Indonesian history is heavily influenced by Chinese culture, the large ethnic Chinese population in many cities, brought with them their culture, many aspects of which then became assimilated into the local culture. Through the times, this process has left its mark in Balinese architecture, cuisine, dance, songs and fashion, and textiles including batik.

According to history, Cirebon, a city on the coast of Java, was famous for its harbour, where trade flourished with visiting Indonesian as well as foreign vessels. Cirebon, then known as the Kingdom of Pakungwati, was founded by Sunan Gunungjati (1448–1580) who was the only religious figure (Islamic leader) to become a king.  He used his reign to propagate Islam all along the Pesisir, or northern coast of Java, from Ciberon  to remote Pasundan.

One of Sunan Gunungjati's wives was a Chinese princess named Nio Ong Tien, who became an influential force promoting the artistic elements of the Ciberon court, and ceramics in particular.

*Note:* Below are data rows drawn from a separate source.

//! Logical directory roles resolved to absolute paths.
//!
//! A [`UserPaths`] context maps each [`UserPath`] role to a directory. The
//! table is built on the first query: the platform layout picks the root and
//! user directories, and every other role is the user directory joined with
//! the role's suffix from [`UserPathsConfig`].
//!
//! Overrides must name an existing directory. Overriding `Root` or `User`
//! re-derives every other role from the new user directory; overriding any
//! other role replaces just that entry.
//!
//! # Example
//!
//! ```ignore
//! use horizon_fs::{UserPath, UserPaths, UserPathsConfig};
//!
//! let paths = UserPaths::with_config(UserPathsConfig::load("paths.toml")?)?;
//! let config_dir = paths.get(UserPath::Config);
//!
//! // Point everything at a portable install.
//! paths.set(UserPath::User, "/media/usb/app")?;
//! assert_eq!(paths.get(UserPath::Config), Path::new("/media/usb/app/config"));
//! ```

mod config;
mod platform;
mod role;

pub use config::{ConfigError, DEFAULT_APPLICATION_DIR, DEFAULT_PORTABLE_DIR, UserPathsConfig};
pub use platform::{
    HostEnvironment, LayoutRoots, NativeLayout, PlatformLayout, SystemEnvironment, WindowsLayout,
    XdgDirectory, XdgLayout,
};
pub use role::UserPath;

use std::collections::{BTreeMap, HashMap};
use std::path::{Path, PathBuf};
use std::sync::OnceLock;

use parking_lot::RwLock;
use tracing::{debug, error, info};

use crate::directory::{create_dirs, exists, is_dir};
use crate::error::{FileError, FileResult};
use crate::logging::targets;
use platform::absolutize;

type PathTable = HashMap<UserPath, PathBuf>;

/// Name of the read-only system data directory shipped with the application.
pub const SYS_DATA_DIR: &str = "sysdata";

/// Directory under the home directory where external tools keep their keys
/// and configuration.
pub const TOOL_CONFIG_DIR: &str = ".switch";

/// Lazily built table of role directories.
///
/// Cheap to construct; nothing touches the filesystem until the first
/// [`get`](Self::get), [`set`](Self::set) or [`snapshot`](Self::snapshot).
/// Safe to share between threads, and concurrent first queries build the
/// table exactly once.
pub struct UserPaths {
    config: UserPathsConfig,
    layout: Box<dyn PlatformLayout + Send + Sync>,
    environment: Box<dyn HostEnvironment + Send + Sync>,
    table: OnceLock<RwLock<PathTable>>,
}

static_assertions::assert_impl_all!(UserPaths: Send, Sync);

impl UserPaths {
    /// Creates a context with the built-in configuration for this platform.
    pub fn new() -> Self {
        Self::from_parts(UserPathsConfig::default(), NativeLayout::default(), SystemEnvironment)
    }

    /// Creates a context for this platform with a custom configuration.
    ///
    /// # Errors
    ///
    /// Returns an error if the configuration does not validate.
    pub fn with_config(config: UserPathsConfig) -> Result<Self, ConfigError> {
        Self::with_host(config, NativeLayout::default(), SystemEnvironment)
    }

    /// Creates a context with an explicit layout and environment.
    pub fn with_host(
        config: UserPathsConfig,
        layout: impl PlatformLayout + Send + Sync + 'static,
        environment: impl HostEnvironment + Send + Sync + 'static,
    ) -> Result<Self, ConfigError> {
        config.validate()?;
        Ok(Self::from_parts(config, layout, environment))
    }

    fn from_parts(
        config: UserPathsConfig,
        layout: impl PlatformLayout + Send + Sync + 'static,
        environment: impl HostEnvironment + Send + Sync + 'static,
    ) -> Self {
        Self {
            config,
            layout: Box::new(layout),
            environment: Box::new(environment),
            table: OnceLock::new(),
        }
    }

    /// Returns the configuration this context was built with.
    pub fn config(&self) -> &UserPathsConfig {
        &self.config
    }

    /// Returns true once the table has been built.
    pub fn is_initialized(&self) -> bool {
        self.table.get().is_some()
    }

    /// Returns the directory for `role`.
    pub fn get(&self, role: UserPath) -> PathBuf {
        let table = self.table().read();
        // The table holds every role from the moment it is built.
        table[&role].clone()
    }

    /// Points `role` at an existing directory.
    ///
    /// Relative paths are resolved against the working directory. Overriding
    /// `Root` moves both the root and the user directory; overriding `User`
    /// moves the user directory. Either way every derived role is recomputed,
    /// which discards earlier overrides of derived roles.
    ///
    /// # Errors
    ///
    /// Returns an error, and keeps the previous value, if `new_path` is not an
    /// existing directory.
    pub fn set(&self, role: UserPath, new_path: impl AsRef<Path>) -> FileResult<()> {
        let new_path = absolutize(new_path.as_ref(), self.environment.as_ref());
        if !is_dir(&new_path) {
            error!(
                target: targets::USER_PATHS,
                %role,
                path = %new_path.display(),
                "invalid path specified"
            );
            return Err(if exists(&new_path) {
                FileError::not_directory(new_path)
            } else {
                FileError::not_found(new_path)
            });
        }

        let mut table = self.table().write();
        match role {
            UserPath::Root => {
                table.insert(UserPath::Root, new_path.clone());
                table.insert(UserPath::User, new_path.clone());
                self.derive_roles(&mut table, &new_path);
            }
            UserPath::User => {
                table.insert(UserPath::User, new_path.clone());
                self.derive_roles(&mut table, &new_path);
            }
            leaf => {
                table.insert(leaf, new_path.clone());
            }
        }
        info!(target: targets::USER_PATHS, %role, path = %new_path.display(), "path overridden");
        Ok(())
    }

    /// Returns the registered-content directory inside the NAND.
    pub fn nand_registration_dir(&self, system: bool) -> PathBuf {
        let partition = if system { "system" } else { "user" };
        self.get(UserPath::Nand)
            .join(partition)
            .join("Contents")
            .join("registered")
    }

    /// Returns the directory containing the running executable.
    pub fn executable_dir(&self) -> Option<PathBuf> {
        self.environment.executable_dir()
    }

    /// Returns the read-only system data directory shipped with the
    /// application.
    ///
    /// Inside an application bundle this is `<bundle>/sysdata`, elsewhere
    /// `sysdata` under the working directory. It is unrelated to the per-user
    /// [`UserPath::SysData`] role.
    pub fn sys_directory(&self) -> PathBuf {
        let env = self.environment.as_ref();
        let dir = match env.bundle_dir() {
            Some(bundle) => bundle.join(SYS_DATA_DIR),
            None => absolutize(Path::new(SYS_DATA_DIR), env),
        };
        debug!(target: targets::USER_PATHS, path = %dir.display(), "system data directory");
        dir
    }

    /// Returns `~/.switch`, where external tools look for keys.
    ///
    /// `None` when the home directory is unknown.
    pub fn tool_config_dir(&self) -> Option<PathBuf> {
        self.environment
            .home_dir()
            .map(|home| home.join(TOOL_CONFIG_DIR))
    }

    /// Returns a copy of the whole table.
    pub fn snapshot(&self) -> BTreeMap<UserPath, PathBuf> {
        let table = self.table().read();
        table
            .iter()
            .map(|(&role, path)| (role, path.clone()))
            .collect()
    }

    /// Creates every role directory that does not exist yet.
    ///
    /// Stops at the first directory that cannot be created.
    pub fn ensure_all(&self) -> FileResult<()> {
        for path in self.snapshot().into_values() {
            create_dirs(&path)?;
        }
        Ok(())
    }

    fn table(&self) -> &RwLock<PathTable> {
        self.table.get_or_init(|| RwLock::new(self.build_table()))
    }

    fn build_table(&self) -> PathTable {
        let roots = match self
            .layout
            .resolve(&self.config, self.environment.as_ref())
        {
            Ok(roots) => roots,
            Err(e) => {
                let root = self
                    .environment
                    .current_dir()
                    .unwrap_or_else(|| PathBuf::from("."));
                let user = root.join(self.config.portable_dir());
                error!(
                    target: targets::USER_PATHS,
                    error = %e,
                    fallback = %user.display(),
                    "unable to resolve the user directory"
                );
                LayoutRoots { root, user }
            }
        };
        debug!(
            target: targets::USER_PATHS,
            root = %roots.root.display(),
            user = %roots.user.display(),
            "resolved user paths"
        );

        let mut table = PathTable::with_capacity(UserPath::ALL.len());
        table.insert(UserPath::Root, roots.root);
        table.insert(UserPath::User, roots.user.clone());
        self.derive_roles(&mut table, &roots.user);
        table
    }

    fn derive_roles(&self, table: &mut PathTable, user: &Path) {
        for role in UserPath::DERIVED {
            if let Some(suffix) = self.config.suffix(role) {
                table.insert(role, user.join(suffix));
            }
        }
    }
}

impl Default for UserPaths {
    fn default() -> Self {
        Self::new()
    }
}

impl std::fmt::Debug for UserPaths {
    fn fmt(&self, f: &mut std::fmt::Formatter<'_>) -> std::fmt::Result {
        f.debug_struct("UserPaths")
            .field("config", &self.config)
            .field("initialized", &self.is_initialized())
            .finish_non_exhaustive()
    }
}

The influence of classic Chinese ceramic motifs can be seen in Indonesian Batik, hence the blend of Ciberon-China batik designs with ornate phoenixes, cranes, peonies and a mythical beast part lion, part dragon and part bird. One the most famous Ciberon batik motifs is Megamendung, which literally means 'dark clouds'. Because of its association with rain, Megamendung,  symbolizes life as water for a parched land. Often the cloud motif is also combined with roosters against intertwined leaves and vines; usually in layers of blue, in different shades. Again, the colour dark blue, making reference to dark clouds and life-giving heavy rains, while the lighter blue is a symbol of hope for a brighter future.